BEGIN Supplied data

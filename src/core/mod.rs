//! Core pipeline types and traits

pub mod dispatch;
pub mod error;
pub mod frame;
pub mod log_record;
pub mod logger;
pub mod metrics;
pub mod options;
pub mod record_builder;
pub mod retry;
pub mod severity;
pub mod timestamp;
pub mod transport;

#[cfg(test)]
pub(crate) mod test_support;

pub use dispatch::{DispatchConfig, Dispatcher, SharedTransport, DEFAULT_SHUTDOWN_TIMEOUT};
pub use error::{LoggerError, Result};
pub use frame::{decode_frame, encode_frame, FRAME_SIZE, PADDING_BYTE};
pub use log_record::{Attributes, LogRecord};
pub use logger::{ExitHook, Logger, FATAL_EXIT_CODE, MIRROR_TARGET};
pub use metrics::LoggerMetrics;
pub use options::{Options, DEFAULT_SOCKET_ADDRESS};
pub use record_builder::{ArgValue, LogArgs, RecordBuilder};
pub use retry::{DeliveryOutcome, RetryController, RetryPolicy, RetryState};
pub use severity::Severity;
pub use timestamp::TimestampPrecision;
pub use transport::{Ack, Transport};
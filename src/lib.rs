//! # evenscribe
//!
//! Client-side log shipping for the evenscribe collector daemon.
//!
//! ## Features
//!
//! - **Structured records**: OpenTelemetry-style severity, trace and span ids,
//!   resource and log attributes
//! - **Non-blocking calls**: records are queued and shipped by a fixed worker pool
//! - **Bounded retries**: per-record retry budget with jittered backoff and reconnects
//! - **Unix or TCP**: fixed-size frames with an optional `OK`/`NO` acknowledgement
//!
//! ## Example
//!
//! ```no_run
//! use evenscribe::prelude::*;
//!
//! let logger = Logger::new(
//!     Options::new()
//!         .with_service_name("acme-auth-service")
//!         .with_number_of_workers(2),
//! )?;
//!
//! logger.info("service started");
//! logger.warn_with("slow request", LogArgs::new().trace_id("4bf92f3577b34da6"));
//! # Ok::<(), evenscribe::LoggerError>(())
//! ```

pub mod core;
pub mod macros;
pub mod transports;

pub mod prelude {
    pub use crate::core::{
        Attributes, LogArgs, LogRecord, Logger, LoggerError, LoggerMetrics, Options,
        RecordBuilder, Result, Severity, TimestampPrecision, DEFAULT_SHUTDOWN_TIMEOUT,
    };
    pub use crate::transports::{Endpoint, SocketTransport};
}

pub use core::{
    Ack, ArgValue, Attributes, DeliveryOutcome, LogArgs, LogRecord, Logger, LoggerError,
    LoggerMetrics, Options, RecordBuilder, Result, RetryPolicy, Severity, TimestampPrecision,
    Transport, DEFAULT_SHUTDOWN_TIMEOUT, FRAME_SIZE,
};
pub use transports::{Endpoint, SocketTransport};
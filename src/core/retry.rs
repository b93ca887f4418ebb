//! Bounded retry around one write (and optional ack) cycle
//!
//! The controller walks `Idle → Sending → (Acked | Failed) → (Done | Retrying)`
//! for a single record. The retry budget belongs to the record: a record
//! gets at most `retry_count + 1` attempts and is dropped afterwards.

use super::error::LoggerError;
use super::metrics::LoggerMetrics;
use super::transport::{Ack, Transport};
use parking_lot::Mutex;
use rand::Rng;
use std::thread;
use std::time::Duration;

/// Default pause before the first retry
pub const DEFAULT_RETRY_BACKOFF: Duration = Duration::from_millis(10);

/// Default upper bound for the pause between retries
pub const DEFAULT_RETRY_BACKOFF_CAP: Duration = Duration::from_millis(250);

/// Retry budget and pacing for one record
#[derive(Debug, Clone, PartialEq, Eq)]
pub struct RetryPolicy {
    /// Attempts allowed after the first one
    pub retry_count: u32,
    /// Read the daemon's `OK`/`NO` after each frame
    pub wait_for_ack: bool,
    /// Pause before the first retry, doubled for each further retry
    pub backoff_base: Duration,
    /// Upper bound for the pause
    pub backoff_cap: Duration,
}

impl RetryPolicy {
    pub fn new(retry_count: u32) -> Self {
        Self {
            retry_count,
            wait_for_ack: false,
            backoff_base: DEFAULT_RETRY_BACKOFF,
            backoff_cap: DEFAULT_RETRY_BACKOFF_CAP,
        }
    }

    #[must_use]
    pub fn with_ack(mut self, wait_for_ack: bool) -> Self {
        self.wait_for_ack = wait_for_ack;
        self
    }

    #[must_use]
    pub fn with_backoff(mut self, base: Duration, cap: Duration) -> Self {
        self.backoff_base = base;
        self.backoff_cap = cap;
        self
    }

    /// Attempts one record may use, first one included
    pub fn max_attempts(&self) -> u32 {
        self.retry_count.saturating_add(1)
    }

    /// Upper bound of the pause before retry number `retry` (1-based)
    pub fn backoff_ceiling(&self, retry: u32) -> Duration {
        let factor = 1u32.checked_shl(retry.saturating_sub(1)).unwrap_or(u32::MAX);
        self.backoff_base.saturating_mul(factor).min(self.backoff_cap)
    }

    /// Jittered pause in the upper half of [`backoff_ceiling`](Self::backoff_ceiling)
    pub fn backoff_delay(&self, retry: u32) -> Duration {
        let ceiling = self.backoff_ceiling(retry);
        let max_nanos = ceiling.as_nanos().min(u128::from(u64::MAX)) as u64;
        if max_nanos == 0 {
            return Duration::ZERO;
        }
        Duration::from_nanos(rand::thread_rng().gen_range(max_nanos / 2..=max_nanos))
    }
}

impl Default for RetryPolicy {
    fn default() -> Self {
        Self::new(5)
    }
}

#[derive(Debug, Clone, Copy, PartialEq, Eq)]
pub enum RetryState {
    Idle,
    Sending,
    Acked,
    Failed,
    Retrying,
    Done,
}

/// Final result for one record
#[derive(Debug)]
pub enum DeliveryOutcome {
    Delivered { attempts: u32 },
    Dropped { attempts: u32, error: LoggerError },
}

impl DeliveryOutcome {
    #[inline]
    pub fn is_delivered(&self) -> bool {
        matches!(self, DeliveryOutcome::Delivered { .. })
    }

    pub fn attempts(&self) -> u32 {
        match self {
            DeliveryOutcome::Delivered { attempts } | DeliveryOutcome::Dropped { attempts, .. } => {
                *attempts
            }
        }
    }
}

/// Drives one frame through send, optional ack, and retries
///
/// The transport lock is taken per attempt and covers any re-dial, the write
/// and its ack read. Backoff sleeps happen outside the lock so other
/// workers can use the connection meanwhile.
pub struct RetryController<'a> {
    policy: &'a RetryPolicy,
    metrics: &'a LoggerMetrics,
    state: RetryState,
    attempts: u32,
}

impl<'a> RetryController<'a> {
    pub fn new(policy: &'a RetryPolicy, metrics: &'a LoggerMetrics) -> Self {
        Self {
            policy,
            metrics,
            state: RetryState::Idle,
            attempts: 0,
        }
    }

    pub fn state(&self) -> RetryState {
        self.state
    }

    pub fn attempts(&self) -> u32 {
        self.attempts
    }

    pub fn deliver<T>(&mut self, transport: &Mutex<T>, frame: &[u8]) -> DeliveryOutcome
    where
        T: Transport + ?Sized,
    {
        self.transition(RetryState::Sending);
        loop {
            self.attempts = self.attempts.saturating_add(1);
            let result = {
                let mut conn = transport.lock();
                self.attempt(&mut *conn, frame)
            };

            let error = match result {
                Ok(()) => {
                    self.transition(RetryState::Acked);
                    self.transition(RetryState::Done);
                    return DeliveryOutcome::Delivered {
                        attempts: self.attempts,
                    };
                }
                Err(error) => error,
            };

            self.transition(RetryState::Failed);
            self.metrics.record_failed_attempt();

            if !error.is_retryable() || self.attempts > self.policy.retry_count {
                self.transition(RetryState::Done);
                return DeliveryOutcome::Dropped {
                    attempts: self.attempts,
                    error,
                };
            }

            log::debug!(
                "attempt {} of {} failed: {}",
                self.attempts,
                self.policy.max_attempts(),
                error
            );
            self.transition(RetryState::Retrying);
            self.metrics.record_retry();

            let delay = self.policy.backoff_delay(self.attempts);
            if !delay.is_zero() {
                thread::sleep(delay);
            }

            self.transition(RetryState::Sending);
        }
    }

    /// One write and optional ack read, under the caller's lock
    ///
    /// A lost stream is dialed again first, whoever lost it. A failure that
    /// leaves the stream out of sync closes it so the next attempt re-dials.
    fn attempt<T>(&self, transport: &mut T, frame: &[u8]) -> Result<(), LoggerError>
    where
        T: Transport + ?Sized,
    {
        if !transport.is_connected() {
            transport.reconnect()?;
            self.metrics.record_reconnect();
        }

        let result = Self::exchange(transport, frame, self.policy.wait_for_ack);
        if let Err(error) = &result {
            if error.breaks_connection() && transport.is_connected() {
                if let Err(e) = transport.close() {
                    log::debug!("closing {} failed: {}", transport.name(), e);
                }
            }
        }
        result
    }

    fn exchange<T>(transport: &mut T, frame: &[u8], wait_for_ack: bool) -> Result<(), LoggerError>
    where
        T: Transport + ?Sized,
    {
        transport.send_frame(frame)?;
        if !wait_for_ack {
            return Ok(());
        }
        match transport.read_ack()? {
            Ack::Accepted => Ok(()),
            Ack::Rejected => Err(LoggerError::AckRejected),
            Ack::Unrecognized(token) => Err(LoggerError::Protocol { token }),
        }
    }

    fn transition(&mut self, next: RetryState) {
        log::trace!("retry state {:?} -> {:?}", self.state, next);
        self.state = next;
    }
}
//! Wire framing
//!
//! Each record travels as one fixed-size frame: the JSON payload followed by
//! ASCII spaces up to [`FRAME_SIZE`] bytes, so the daemon can read frames
//! with a single fixed-length read.

use super::error::{LoggerError, Result};
use super::log_record::LogRecord;

/// Size of every frame written to the socket
pub const FRAME_SIZE: usize = 2000;

/// Byte used to pad payloads up to [`FRAME_SIZE`]
pub const PADDING_BYTE: u8 = b' ';

/// Serialize a record into a padded frame
///
/// Fails with [`LoggerError::FrameTooLarge`] instead of truncating.
pub fn encode_frame(record: &LogRecord) -> Result<Vec<u8>> {
    let mut frame = serde_json::to_vec(record)?;
    if frame.len() > FRAME_SIZE {
        return Err(LoggerError::frame_too_large(frame.len(), FRAME_SIZE));
    }
    frame.resize(FRAME_SIZE, PADDING_BYTE);
    Ok(frame)
}

/// Parse a frame produced by [`encode_frame`], as the daemon does
pub fn decode_frame(frame: &[u8]) -> Result<LogRecord> {
    let end = frame
        .iter()
        .rposition(|b| *b != PADDING_BYTE)
        .map_or(0, |idx| idx + 1);
    Ok(serde_json::from_slice(&frame[..end])?)
}

#[cfg(test)]
mod tests {
    use super::*;
    use crate::core::{RecordBuilder, Severity};

    #[test]
    fn test_frame_is_fixed_size_and_space_padded() {
        let record = RecordBuilder::new()
            .with_body("hello")
            .with_service_name("svc")
            .build();
        let payload = record.to_json().unwrap();
        let frame = encode_frame(&record).unwrap();

        assert_eq!(frame.len(), FRAME_SIZE);
        assert_eq!(&frame[..payload.len()], payload.as_bytes());
        assert!(frame[payload.len()..].iter().all(|b| *b == b' '));
    }

    #[test]
    fn test_decode_restores_record() {
        let record = RecordBuilder::new()
            .with_body("trailing spaces inside   ")
            .with_severity(Severity::Error2)
            .with_service_name("svc")
            .with_trace_flags(1)
            .build();
        let decoded = decode_frame(&encode_frame(&record).unwrap()).unwrap();
        assert_eq!(decoded, record);
    }

    #[test]
    fn test_oversized_payload_fails() {
        let record = RecordBuilder::new().with_body("x".repeat(FRAME_SIZE)).build();
        match encode_frame(&record) {
            Err(LoggerError::FrameTooLarge { size, max }) => {
                assert!(size > FRAME_SIZE);
                assert_eq!(max, FRAME_SIZE);
            }
            other => panic!("expected FrameTooLarge, got {other:?}"),
        }
    }

    #[test]
    fn test_decode_garbage() {
        let err = decode_frame(&[b' '; FRAME_SIZE]).unwrap_err();
        assert!(matches!(err, LoggerError::Json(_)));
    }
}
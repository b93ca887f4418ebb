//! Criterion benchmarks for evenscribe

use criterion::{black_box, criterion_group, criterion_main, Criterion, Throughput};
use evenscribe::core::{encode_frame, Ack, Transport};
use evenscribe::prelude::*;
use std::sync::Arc;

/// Accepts every frame without doing I/O
struct NullTransport;

impl Transport for NullTransport {
    fn send_frame(&mut self, frame: &[u8]) -> evenscribe::Result<()> {
        black_box(frame);
        Ok(())
    }

    fn read_ack(&mut self) -> evenscribe::Result<Ack> {
        Ok(Ack::Accepted)
    }

    fn reconnect(&mut self) -> evenscribe::Result<()> {
        Ok(())
    }

    fn close(&mut self) -> evenscribe::Result<()> {
        Ok(())
    }

    fn name(&self) -> &str {
        "null"
    }
}

fn options(workers: usize) -> Options {
    Options::new()
        .with_service_name("bench")
        .with_number_of_workers(workers)
        .with_print_to_stdout(false)
}

fn null_logger(workers: usize) -> Logger {
    Logger::with_transport(options(workers), Box::new(NullTransport)).unwrap()
}

// ============================================================================
// Logger Creation Benchmarks
// ============================================================================

fn bench_logger_creation(c: &mut Criterion) {
    let mut group = c.benchmark_group("logger_creation");
    group.throughput(Throughput::Elements(1));

    group.bench_function("one_worker", |b| {
        b.iter(|| black_box(null_logger(1)));
    });

    group.bench_function("four_workers", |b| {
        b.iter(|| black_box(null_logger(4)));
    });

    group.finish();
}

// ============================================================================
// Enqueue Benchmarks
// ============================================================================

fn bench_enqueue(c: &mut Criterion) {
    let mut group = c.benchmark_group("enqueue");
    group.throughput(Throughput::Elements(1));

    let logger = null_logger(1);

    group.bench_function("info", |b| {
        b.iter(|| {
            logger.info(black_box("Info message"));
        });
    });

    group.bench_function("error_with_args", |b| {
        b.iter(|| {
            logger.error_with(
                black_box("Error message"),
                LogArgs::new()
                    .log_attribute("order_id", "A-1001")
                    .trace_id("4bf92f3577b34da6a3ce929d0e0e4736"),
            );
        });
    });

    group.bench_function("submit_prebuilt", |b| {
        let record = logger.record_builder(Severity::Warn, "Prebuilt").build();
        b.iter(|| {
            logger.submit(black_box(record.clone()));
        });
    });

    group.finish();
}

fn bench_concurrent_logging(c: &mut Criterion) {
    let mut group = c.benchmark_group("concurrent_logging");

    let logger = Arc::new(null_logger(4));

    group.bench_function("multi_thread_4", |b| {
        let logger = Arc::clone(&logger);
        b.iter(|| {
            let handles: Vec<_> = (0..4)
                .map(|_| {
                    let logger = Arc::clone(&logger);
                    std::thread::spawn(move || {
                        for _ in 0..100 {
                            logger.info(black_box("Concurrent message"));
                        }
                    })
                })
                .collect();

            for handle in handles {
                handle.join().unwrap();
            }
        });
    });

    group.finish();
}

// ============================================================================
// Record and Frame Benchmarks
// ============================================================================

fn bench_record_building(c: &mut Criterion) {
    let mut group = c.benchmark_group("record_building");
    group.throughput(Throughput::Elements(1));

    let builder = RecordBuilder::new()
        .with_body("Request processed")
        .with_severity(Severity::Info2)
        .with_service_name("acme-auth-service")
        .with_trace_id("4bf92f3577b34da6a3ce929d0e0e4736")
        .with_span_id("00f067aa0ba902b7");

    group.bench_function("build", |b| {
        b.iter(|| black_box(builder.build()));
    });

    let record = builder.build();
    group.bench_function("encode_frame", |b| {
        b.iter(|| black_box(encode_frame(black_box(&record)).unwrap()));
    });

    group.bench_function("parse_severity", |b| {
        b.iter(|| black_box("warning3".parse::<Severity>().unwrap()));
    });

    group.finish();
}

// ============================================================================
// Criterion Configuration
// ============================================================================

criterion_group!(
    benches,
    bench_logger_creation,
    bench_enqueue,
    bench_concurrent_logging,
    bench_record_building
);

criterion_main!(benches);
//! Main logger implementation

use super::{
    dispatch::{DispatchConfig, Dispatcher},
    error::Result,
    log_record::LogRecord,
    metrics::LoggerMetrics,
    options::Options,
    record_builder::{LogArgs, RecordBuilder},
    severity::Severity,
    transport::Transport,
};
use crate::transports::{Endpoint, SocketTransport};
use std::sync::Arc;
use std::time::Duration;

/// Target used when mirroring records through the `log` facade
pub const MIRROR_TARGET: &str = "evenscribe::mirror";

/// Process exit status after a FATAL record
pub const FATAL_EXIT_CODE: i32 = 1;

/// Called with [`FATAL_EXIT_CODE`] once a FATAL record has been handed off
pub type ExitHook = Arc<dyn Fn(i32) + Send + Sync>;

fn exit_process(code: i32) {
    std::process::exit(code)
}

/// Handle to the shipping pipeline
///
/// Logging calls never fail from the caller's point of view: records are
/// queued and delivered in the background, and delivery problems go to the
/// local `log` sink. The one exception is FATAL, which ends the process.
///
/// # Example
///
/// ```no_run
/// use evenscribe::{Logger, Options};
///
/// let logger = Logger::new(
///     Options::new()
///         .with_service_name("acme-auth-service")
///         .with_resource_attribute("environment", "production"),
/// )
/// .expect("collector daemon is not reachable");
///
/// logger.info("user logged in");
/// ```
pub struct Logger {
    options: Options,
    dispatcher: Dispatcher,
    metrics: Arc<LoggerMetrics>,
    template: RecordBuilder,
    exit_hook: ExitHook,
}

impl Logger {
    /// Validate `options`, dial the daemon and start the workers
    ///
    /// # Errors
    ///
    /// [`InvalidConfiguration`](super::LoggerError::InvalidConfiguration) for
    /// bad options (checked before dialing), and
    /// [`Connection`](super::LoggerError::Connection) when the daemon cannot
    /// be reached.
    pub fn new(options: Options) -> Result<Self> {
        options.validate()?;
        let endpoint = Endpoint::parse(&options.socket_address)?;
        let transport = SocketTransport::connect(endpoint, options.max_execution_time())?;
        Self::with_transport(options, Box::new(transport))
    }

    /// Start the workers over an already established transport
    pub fn with_transport(options: Options, transport: Box<dyn Transport>) -> Result<Self> {
        options.validate()?;

        let metrics = Arc::new(LoggerMetrics::new());
        let dispatcher = Dispatcher::start(
            transport,
            DispatchConfig {
                workers: options.number_of_workers,
                queue_capacity: options.queue_capacity,
                policy: options.retry_policy(),
            },
            Arc::clone(&metrics),
        )?;

        let template = RecordBuilder::new()
            .with_service_name(options.service_name.clone())
            .with_resource_attributes(options.resource_attributes.clone())
            .with_timestamp_precision(options.timestamp_precision);

        log::debug!(
            "evenscribe started for '{}' with {} worker(s)",
            options.service_name,
            options.number_of_workers
        );

        Ok(Self {
            options,
            dispatcher,
            metrics,
            template,
            exit_hook: Arc::new(exit_process),
        })
    }

    /// Replace what happens after a FATAL record
    ///
    /// The default exits the process with status 1.
    #[must_use]
    pub fn with_exit_hook(mut self, hook: impl Fn(i32) + Send + Sync + 'static) -> Self {
        self.exit_hook = Arc::new(hook);
        self
    }

    /// Builder pre-filled with this logger's service name, resource
    /// attributes and timestamp precision
    pub fn record_builder(&self, severity: Severity, body: impl Into<String>) -> RecordBuilder {
        self.template
            .clone()
            .with_severity(severity)
            .with_body(body)
    }

    /// Ship a prepared record
    pub fn submit(&self, record: LogRecord) {
        if self.options.print_to_stdout {
            Self::mirror(&record);
        }

        let fatal = record.severity().is_some_and(|s| s.is_fatal());
        if fatal {
            self.submit_fatal(record);
            return;
        }

        if let Err(e) = self.dispatcher.enqueue(record) {
            log::warn!("record not queued: {}", e);
        }
    }

    fn submit_fatal(&self, record: LogRecord) {
        let deadline = self.options.max_execution_time();
        match self.dispatcher.enqueue_tracked(record) {
            Ok(done) => {
                let outcome = if deadline.is_zero() {
                    done.recv().ok()
                } else {
                    done.recv_timeout(deadline).ok()
                };
                match outcome {
                    Some(outcome) if outcome.is_delivered() => {}
                    Some(outcome) => log::error!(
                        "fatal record dropped after {} attempt(s)",
                        outcome.attempts()
                    ),
                    None => log::error!("fatal record not confirmed within {:?}", deadline),
                }
            }
            Err(e) => log::error!("fatal record not queued: {}", e),
        }

        (self.exit_hook)(FATAL_EXIT_CODE);
    }

    fn mirror(record: &LogRecord) {
        let severity = record.severity().unwrap_or_default();
        log::log!(
            target: MIRROR_TARGET,
            severity.log_level(),
            "[{}] {}: {}",
            severity,
            record.service_name(),
            record.body()
        );
    }

    pub fn log(&self, severity: Severity, message: impl Into<String>) {
        self.submit(self.record_builder(severity, message).build());
    }

    pub fn log_with(&self, severity: Severity, message: impl Into<String>, args: LogArgs) {
        self.submit(
            self.record_builder(severity, message)
                .with_log_args(args)
                .build(),
        );
    }

    /// Log at the configured default severity
    pub fn print(&self, message: impl Into<String>) {
        self.log(self.options.default_severity, message);
    }

    pub fn trace(&self, message: impl Into<String>) {
        self.log(Severity::Trace, message);
    }

    pub fn debug(&self, message: impl Into<String>) {
        self.log(Severity::Debug, message);
    }

    pub fn info(&self, message: impl Into<String>) {
        self.log(Severity::Info, message);
    }

    pub fn warn(&self, message: impl Into<String>) {
        self.log(Severity::Warn, message);
    }

    pub fn error(&self, message: impl Into<String>) {
        self.log(Severity::Error, message);
    }

    /// Ship the record, wait for it, then run the exit hook
    pub fn fatal(&self, message: impl Into<String>) {
        self.log(Severity::Fatal, message);
    }

    pub fn trace_with(&self, message: impl Into<String>, args: LogArgs) {
        self.log_with(Severity::Trace, message, args);
    }

    pub fn debug_with(&self, message: impl Into<String>, args: LogArgs) {
        self.log_with(Severity::Debug, message, args);
    }

    /// Log with structured arguments
    ///
    /// ```no_run
    /// use evenscribe::{LogArgs, Logger, Options};
    ///
    /// let logger = Logger::new(Options::new().with_service_name("checkout")).unwrap();
    /// logger.info_with(
    ///     "order placed",
    ///     LogArgs::new()
    ///         .log_attribute("order_id", "A-1001")
    ///         .trace_id("4bf92f3577b34da6"),
    /// );
    /// ```
    pub fn info_with(&self, message: impl Into<String>, args: LogArgs) {
        self.log_with(Severity::Info, message, args);
    }

    pub fn warn_with(&self, message: impl Into<String>, args: LogArgs) {
        self.log_with(Severity::Warn, message, args);
    }

    pub fn error_with(&self, message: impl Into<String>, args: LogArgs) {
        self.log_with(Severity::Error, message, args);
    }

    pub fn fatal_with(&self, message: impl Into<String>, args: LogArgs) {
        self.log_with(Severity::Fatal, message, args);
    }

    /// Get the pipeline metrics
    ///
    /// # Example
    ///
    /// ```no_run
    /// use evenscribe::{Logger, Options};
    ///
    /// let logger = Logger::new(Options::new().with_service_name("svc")).unwrap();
    ///
    /// // After logging operations...
    /// let metrics = logger.metrics();
    /// println!("Delivered: {}", metrics.delivered_count());
    /// println!("Dropped: {}", metrics.dropped_count());
    /// println!("Drop rate: {:.2}%", metrics.drop_rate());
    /// ```
    pub fn metrics(&self) -> &LoggerMetrics {
        &self.metrics
    }

    pub fn options(&self) -> &Options {
        &self.options
    }

    /// Records waiting for a worker
    pub fn queued(&self) -> usize {
        self.dispatcher.queued()
    }

    /// Stop accepting records and drain what is buffered
    ///
    /// When the logger is dropped without calling `shutdown()` explicitly,
    /// it drains for `drain_timeout_ms`.
    ///
    /// # Returns
    ///
    /// `true` if every buffered record was processed within `timeout`
    pub fn shutdown(&mut self, timeout: Duration) -> bool {
        let clean = self.dispatcher.shutdown(timeout);
        let dropped = self.metrics.dropped_count();
        if dropped > 0 {
            log::warn!(
                "evenscribe for '{}' dropped {} record(s) ({:.2}% of {})",
                self.options.service_name,
                dropped,
                self.metrics.drop_rate(),
                self.metrics.enqueued_count()
            );
        }
        clean
    }
}

impl Drop for Logger {
    fn drop(&mut self) {
        if self.dispatcher.is_running() && !self.shutdown(self.options.drain_timeout()) {
            log::warn!(
                "logger shutdown timed out after {:?}; buffered records may be lost",
                self.options.drain_timeout()
            );
        }
    }
}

END Supplied data

» Exercise goal:
Using the records above, report each line that contains the word "Duration" by copying it.

» Task solution:
use std::time::Duration;
pub const DEFAULT_RETRY_BACKOFF: Duration = Duration::from_millis(10);
pub const DEFAULT_RETRY_BACKOFF_CAP: Duration = Duration::from_millis(250);
    pub backoff_base: Duration,
    pub backoff_cap: Duration,
    pub fn with_backoff(mut self, base: Duration, cap: Duration) -> Self {
    pub fn backoff_ceiling(&self, retry: u32) -> Duration {
    pub fn backoff_delay(&self, retry: u32) -> Duration {
            return Duration::ZERO;
        Duration::from_nanos(rand::thread_rng().gen_range(max_nanos / 2..=max_nanos))
use std::time::Duration;
    pub fn shutdown(&mut self, timeout: Duration) -> bool {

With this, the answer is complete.